> _Work to be completed_:
The stretch wanted below opens at the line containing "use tokio_tungstenite::tungstenite::http::HeaderValue;" and closes at the line containing "let tunnel_id = tunnel_id_from_url(&config.tunnel_url)?;". Please return it exactly, with no other lines.

> _Given records_:
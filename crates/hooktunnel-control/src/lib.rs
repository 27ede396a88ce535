//! Relay-side tunnel sessions
//!
//! Each tunnel id owns one [`SessionHandle`]: a cloneable front for a
//! single-task actor that holds the attached agent connection, the one
//! outstanding proxied request and the request counter. The relay's HTTP
//! and WebSocket handlers only ever talk to the handle.

pub mod connection;
pub mod error;
pub mod registry;
pub mod session;

pub use connection::{AgentConnection, Outbound};
pub use error::SessionError;
pub use registry::SessionRegistry;
pub use session::{SessionHandle, SessionStats};
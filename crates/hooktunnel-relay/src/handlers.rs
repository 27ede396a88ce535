//! Relay HTTP handlers

use crate::agent_socket::serve_agent;
use crate::forward::{to_http_response, to_proxy_request};
use crate::models::{HealthResponse, TunnelStats};
use crate::AppState;
use axum::{
    extract::{ws::rejection::WebSocketUpgradeRejection, Path, Request, State, WebSocketUpgrade},
    http::{HeaderMap, StatusCode},
    response::{IntoResponse, Response},
    Json,
};
use hooktunnel_auth::parse_subprotocol_header;
use hooktunnel_control::SessionError;
use hooktunnel_proto::{TunnelId, PREFLIGHT_HEADER, TUNNEL_PROXY_PROTOCOL};
use serde::Deserialize;
use std::sync::Arc;
use tracing::{debug, info, info_span, warn, Instrument};

/// Path parameters shared by all per-tunnel routes
#[derive(Debug, Deserialize)]
pub struct TunnelPath {
    tunnel_id: String,
}

impl TunnelPath {
    fn parse(&self) -> Result<TunnelId, Response> {
        TunnelId::parse(&self.tunnel_id)
            .map_err(|e| (StatusCode::BAD_REQUEST, e.to_string()).into_response())
    }
}

/// Public ingress: forward the request to the tunnel's agent
pub async fn proxy(
    State(state): State<Arc<AppState>>,
    Path(path): Path<TunnelPath>,
    request: Request,
) -> Response {
    let tunnel_id = match path.parse() {
        Ok(id) => id,
        Err(response) => return response,
    };

    let proxied = match to_proxy_request(request, state.max_body_size).await {
        Ok(proxied) => proxied,
        Err(e) => return e.into_response(),
    };
    debug!(tunnel_id = %tunnel_id, method = %proxied.method, url = %proxied.url, "Proxying request");

    // Sessions only come into being when an authenticated agent attaches.
    let result = match state.registry.get(&tunnel_id) {
        Some(session) => session.proxy(proxied).await,
        None => Err(SessionError::NoAgent),
    };
    match result {
        Ok(response) => to_http_response(response),
        Err(e) => {
            let status =
                StatusCode::from_u16(e.status_code()).unwrap_or(StatusCode::BAD_GATEWAY);
            (status, e.to_string()).into_response()
        }
    }
}

/// Agent endpoint: authenticate, then upgrade to the control WebSocket
///
/// A request carrying the preflight header is only authenticated and
/// answered with 200, so agents can check reachability and credentials
/// with a plain HTTP client before upgrading.
pub async fn connect(
    State(state): State<Arc<AppState>>,
    Path(path): Path<TunnelPath>,
    headers: HeaderMap,
    ws: Result<WebSocketUpgrade, WebSocketUpgradeRejection>,
) -> Response {
    let tunnel_id = match path.parse() {
        Ok(id) => id,
        Err(response) => return response,
    };

    let token = headers
        .get("sec-websocket-protocol")
        .and_then(|v| v.to_str().ok())
        .and_then(parse_subprotocol_header);
    if let Err(e) = state
        .authenticator
        .validate(tunnel_id.as_str(), token.as_deref())
    {
        warn!(tunnel_id = %tunnel_id, error = %e, "Rejected agent connection");
        return (StatusCode::UNAUTHORIZED, "Unauthorized").into_response();
    }

    if headers.contains_key(PREFLIGHT_HEADER) {
        debug!(tunnel_id = %tunnel_id, "Preflight check passed");
        return (StatusCode::OK, "ok").into_response();
    }

    let ws = match ws {
        Ok(ws) => ws,
        Err(_) => {
            return (StatusCode::UPGRADE_REQUIRED, "Expected `Upgrade: websocket`").into_response()
        }
    };

    info!(tunnel_id = %tunnel_id, "Agent connecting");
    let session = state.registry.get_or_create(&tunnel_id);
    ws.protocols([TUNNEL_PROXY_PROTOCOL])
        .on_upgrade(move |socket| {
            serve_agent(socket, session).instrument(info_span!("agent", tunnel_id = %tunnel_id))
        })
}

/// Evict the tunnel's agent
pub async fn close(State(state): State<Arc<AppState>>, Path(path): Path<TunnelPath>) -> Response {
    let tunnel_id = match path.parse() {
        Ok(id) => id,
        Err(response) => return response,
    };

    let closed = match state.registry.get(&tunnel_id) {
        Some(session) => session.close().await,
        None => false,
    };

    if closed {
        "Closed connection".into_response()
    } else {
        "No proxy connection".into_response()
    }
}

/// Stats of one tunnel
pub async fn stats(State(state): State<Arc<AppState>>, Path(path): Path<TunnelPath>) -> Response {
    let tunnel_id = match path.parse() {
        Ok(id) => id,
        Err(response) => return response,
    };

    let stats = match state.registry.get(&tunnel_id) {
        Some(session) => session.stats().await,
        None => Default::default(),
    };
    Json(stats).into_response()
}

/// Stats of every tunnel seen since startup
pub async fn list_stats(State(state): State<Arc<AppState>>) -> Json<Vec<TunnelStats>> {
    let stats = state
        .registry
        .stats_all()
        .await
        .into_iter()
        .map(|(id, stats)| TunnelStats::new(id.to_string(), stats))
        .collect();
    Json(stats)
}

/// Health check endpoint
pub async fn health_check() -> Json<HealthResponse> {
    Json(HealthResponse {
        status: "ok".to_string(),
    })
}
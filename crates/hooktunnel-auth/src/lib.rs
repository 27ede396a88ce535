//! Authentication for agent connections
//!
//! Agents prove knowledge of the relay's shared secret with a short-lived
//! token derived from the tunnel id, the secret and a coarse time bucket.
//! No state is kept on either side: both peers recompute the digest.

pub mod token;

pub use token::{
    derive_token, generate_token, is_valid_token, parse_subprotocol_header, time_bucket, Clock,
    FixedClock, SystemClock, TokenAuthenticator, TokenError, TIME_SPAN_SECS, TOKEN_LEN,
};
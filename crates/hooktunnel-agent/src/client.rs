//! Agent connection loop

use crate::config::AgentConfig;
use crate::error::AgentError;
use crate::handler::RequestHandler;
use crate::urls::{http_url, tunnel_id_from_url, websocket_url};
use crate::watchdog::{Watchdog, WatchdogExpiry};
use futures_util::{Sink, SinkExt, StreamExt};
use hooktunnel_auth::generate_token;
use hooktunnel_proto::{
    Frame, ProtocolError, TunnelId, CLOSE_PROTOCOL_ERROR, NO_SECRET_TOKEN, PREFLIGHT_HEADER,
    TUNNEL_PROXY_PROTOCOL,
};
use std::sync::Arc;
use tokio::net::TcpStream;
use tokio::sync::mpsc;
use tokio::task::JoinSet;
use tokio_tungstenite::tungstenite::client::IntoClientRequest;
use tokio_tungstenite::tungstenite::http::HeaderValue;
use tokio_tungstenite::tungstenite::protocol::frame::coding::CloseCode;
use tokio_tungstenite::tungstenite::protocol::CloseFrame;
use tokio_tungstenite::tungstenite::{self, Message};
use tokio_tungstenite::{MaybeTlsStream, WebSocketStream};
use tracing::{debug, error, info, warn};
use url::Url;

type TunnelSocket = WebSocketStream<MaybeTlsStream<TcpStream>>;

/// How an agent run ended without error
#[derive(Debug, Clone, PartialEq, Eq)]
pub enum RunOutcome {
    /// The relay closed the connection
    Closed { code: Option<u16>, reason: String },
    /// The total lifetime elapsed
    TotalTimeout,
    /// No frame arrived within the inactivity timeout
    Inactivity,
}

pub struct Agent {
    config: AgentConfig,
    tunnel_id: TunnelId,
    ws_url: Url,
    preflight_url: Url,
    handler: Arc<RequestHandler>,
    http: reqwest::Client,
}

impl Agent {
    pub fn new(config: AgentConfig) -> Result<Self, AgentError> {
        let tunnel_id = tunnel_id_from_url(&config.tunnel_url)?;
        let ws_url = websocket_url(&config.tunnel_url)?;
        let preflight_url = http_url(&config.tunnel_url)?;
        let handler = RequestHandler::new(
            config.target_url.clone(),
            &config.http_auth,
            config.client_ip_header.clone(),
        )?;

        Ok(Self {
            config,
            tunnel_id,
            ws_url,
            preflight_url,
            handler: Arc::new(handler),
            http: reqwest::Client::new(),
        })
    }

    pub fn tunnel_id(&self) -> &TunnelId {
        &self.tunnel_id
    }

    /// Token presented to the relay for the current time bucket
    fn token(&self) -> String {
        match &self.config.secret {
            Some(secret) => generate_token(self.tunnel_id.as_str(), secret),
            None => NO_SECRET_TOKEN.to_string(),
        }
    }

    /// Connect and serve until the relay closes the connection or a
    /// watchdog timer fires
    pub async fn run(&self) -> Result<RunOutcome, AgentError> {
        let watchdog = Watchdog::new(self.config.total_timeout, self.config.inactivity_timeout);

        tokio::select! {
            result = self.connect_and_serve(&watchdog) => result,
            expiry = watchdog.expired() => Ok(match expiry {
                WatchdogExpiry::Total => {
                    info!("Total timeout reached, shutting down");
                    RunOutcome::TotalTimeout
                }
                WatchdogExpiry::Inactivity => {
                    info!("Inactivity timeout reached, shutting down");
                    RunOutcome::Inactivity
                }
            }),
        }
    }

    async fn connect_and_serve(&self, watchdog: &Watchdog) -> Result<RunOutcome, AgentError> {
        let socket = self.connect_with_retry().await?;
        info!(
            tunnel = %self.config.tunnel_url,
            target = %self.config.target_url,
            "Proxying requests from tunnel to target"
        );
        self.serve(socket, watchdog).await
    }

    async fn connect_with_retry(&self) -> Result<TunnelSocket, AgentError> {
        let attempts = self.config.retry_count.max(1);

        for attempt in 1..=attempts {
            info!(url = %self.config.tunnel_url, "Connecting to the tunnel...");
            match self.connect_once().await {
                Ok(socket) => return Ok(socket),
                Err(e) => {
                    error!(error = %e, "Failed to connect");
                    if attempt < attempts {
                        info!(
                            "Retrying in {:?}... ({}/{})",
                            self.config.retry_delay, attempt, attempts
                        );
                        tokio::time::sleep(self.config.retry_delay).await;
                    } else {
                        error!("Max retries reached.");
                    }
                }
            }
        }

        Err(AgentError::RetriesExhausted {
            url: self.config.tunnel_url.to_string(),
            attempts,
        })
    }

    /// Preflight over plain HTTP, then open the WebSocket
    async fn connect_once(&self) -> Result<TunnelSocket, AgentError> {
        let token = self.token();

        let preflight = self
            .http
            .get(self.preflight_url.clone())
            .header(
                "sec-websocket-protocol",
                format!("{},{}", TUNNEL_PROXY_PROTOCOL, token),
            )
            .header(PREFLIGHT_HEADER, "yes")
            .send()
            .await?;
        let status = preflight.status();
        if !status.is_success() {
            let body = preflight.text().await.unwrap_or_default();
            return Err(AgentError::Preflight {
                status: status.as_u16(),
                status_text: status.canonical_reason().unwrap_or_default().to_string(),
                body: serde_json::to_string(&body).unwrap_or_default(),
            });
        }
        debug!("Preflight check passed");

        let mut request = self.ws_url.as_str().into_client_request()?;
        request.headers_mut().insert(
            "sec-websocket-protocol",
            HeaderValue::from_str(&format!("{}, {}", TUNNEL_PROXY_PROTOCOL, token))
                .map_err(tungstenite::Error::from)?,
        );
        let (socket, _response) = tokio_tungstenite::connect_async(request).await?;
        info!(tunnel_id = %self.tunnel_id, "Connected to the tunnel");

        Ok(socket)
    }

    /// Answer request frames until the connection ends
    ///
    /// Requests are handled concurrently; responses are written back by
    /// this loop in completion order.
    async fn serve(
        &self,
        socket: TunnelSocket,
        watchdog: &Watchdog,
    ) -> Result<RunOutcome, AgentError> {
        let (mut sink, mut stream) = socket.split();
        let (tx, mut rx) = mpsc::unbounded_channel::<Frame>();
        let mut tasks = JoinSet::new();

        let outcome = loop {
            tokio::select! {
                Some(frame) = rx.recv() => {
                    sink.send(Message::Text(frame.encode())).await?;
                }
                Some(joined) = tasks.join_next(), if !tasks.is_empty() => {
                    if let Err(e) = joined {
                        error!(error = %e, "Request task failed");
                    }
                }
                message = stream.next() => {
                    let message = match message {
                        Some(Ok(message)) => message,
                        Some(Err(e)) => break Err(e.into()),
                        None => {
                            info!("Connection closed");
                            break Ok(RunOutcome::Closed { code: None, reason: String::new() });
                        }
                    };

                    let text = match message {
                        Message::Text(text) => {
                            watchdog.touch();
                            text
                        }
                        Message::Binary(_) => {
                            watchdog.touch();
                            break Err(reject(&mut sink, ProtocolError::Binary).await);
                        }
                        Message::Close(frame) => {
                            let (code, reason) = match frame {
                                Some(frame) => (Some(u16::from(frame.code)), frame.reason.into_owned()),
                                None => (None, String::new()),
                            };
                            info!(code = ?code, reason = %reason, "Connection closed");
                            break Ok(RunOutcome::Closed { code, reason });
                        }
                        _ => continue,
                    };

                    let request = match Frame::decode(&text) {
                        Ok(Frame::Request { request }) => request,
                        Ok(frame) => {
                            break Err(reject(&mut sink, ProtocolError::Unexpected(frame.kind())).await);
                        }
                        Err(e) => break Err(reject(&mut sink, e).await),
                    };

                    let handler = Arc::clone(&self.handler);
                    let tx = tx.clone();
                    tasks.spawn(async move {
                        let response = handler.handle(request).await;
                        // Receiver gone means the connection already ended.
                        let _ = tx.send(Frame::response(response));
                    });
                }
            }
        };

        tasks.abort_all();
        outcome
    }
}

/// Close the connection after a frame we cannot understand
async fn reject<S>(sink: &mut S, error: ProtocolError) -> AgentError
where
    S: Sink<Message> + Unpin,
{
    warn!(error = %error, "Closing connection after protocol error");
    let close = Message::Close(Some(CloseFrame {
        code: CloseCode::from(CLOSE_PROTOCOL_ERROR),
        reason: "protocol error".into(),
    }));
    if sink.send(close).await.is_err() {
        debug!("Connection already gone");
    }
    AgentError::Protocol(error)
}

> _Task answer_:
use tokio_tungstenite::tungstenite::http::HeaderValue;
use tokio_tungstenite::tungstenite::protocol::frame::coding::CloseCode;
use tokio_tungstenite::tungstenite::protocol::CloseFrame;
use tokio_tungstenite::tungstenite::{self, Message};
use tokio_tungstenite::{MaybeTlsStream, WebSocketStream};
use tracing::{debug, error, info, warn};
use url::Url;

type TunnelSocket = WebSocketStream<MaybeTlsStream<TcpStream>>;

/// How an agent run ended without error
#[derive(Debug, Clone, PartialEq, Eq)]
pub enum RunOutcome {
    /// The relay closed the connection
    Closed { code: Option<u16>, reason: String },
    /// The total lifetime elapsed
    TotalTimeout,
    /// No frame arrived within the inactivity timeout
    Inactivity,
}

pub struct Agent {
    config: AgentConfig,
    tunnel_id: TunnelId,
    ws_url: Url,
    preflight_url: Url,
    handler: Arc<RequestHandler>,
    http: reqwest::Client,
}

impl Agent {
    pub fn new(config: AgentConfig) -> Result<Self, AgentError> {
        let tunnel_id = tunnel_id_from_url(&config.tunnel_url)?;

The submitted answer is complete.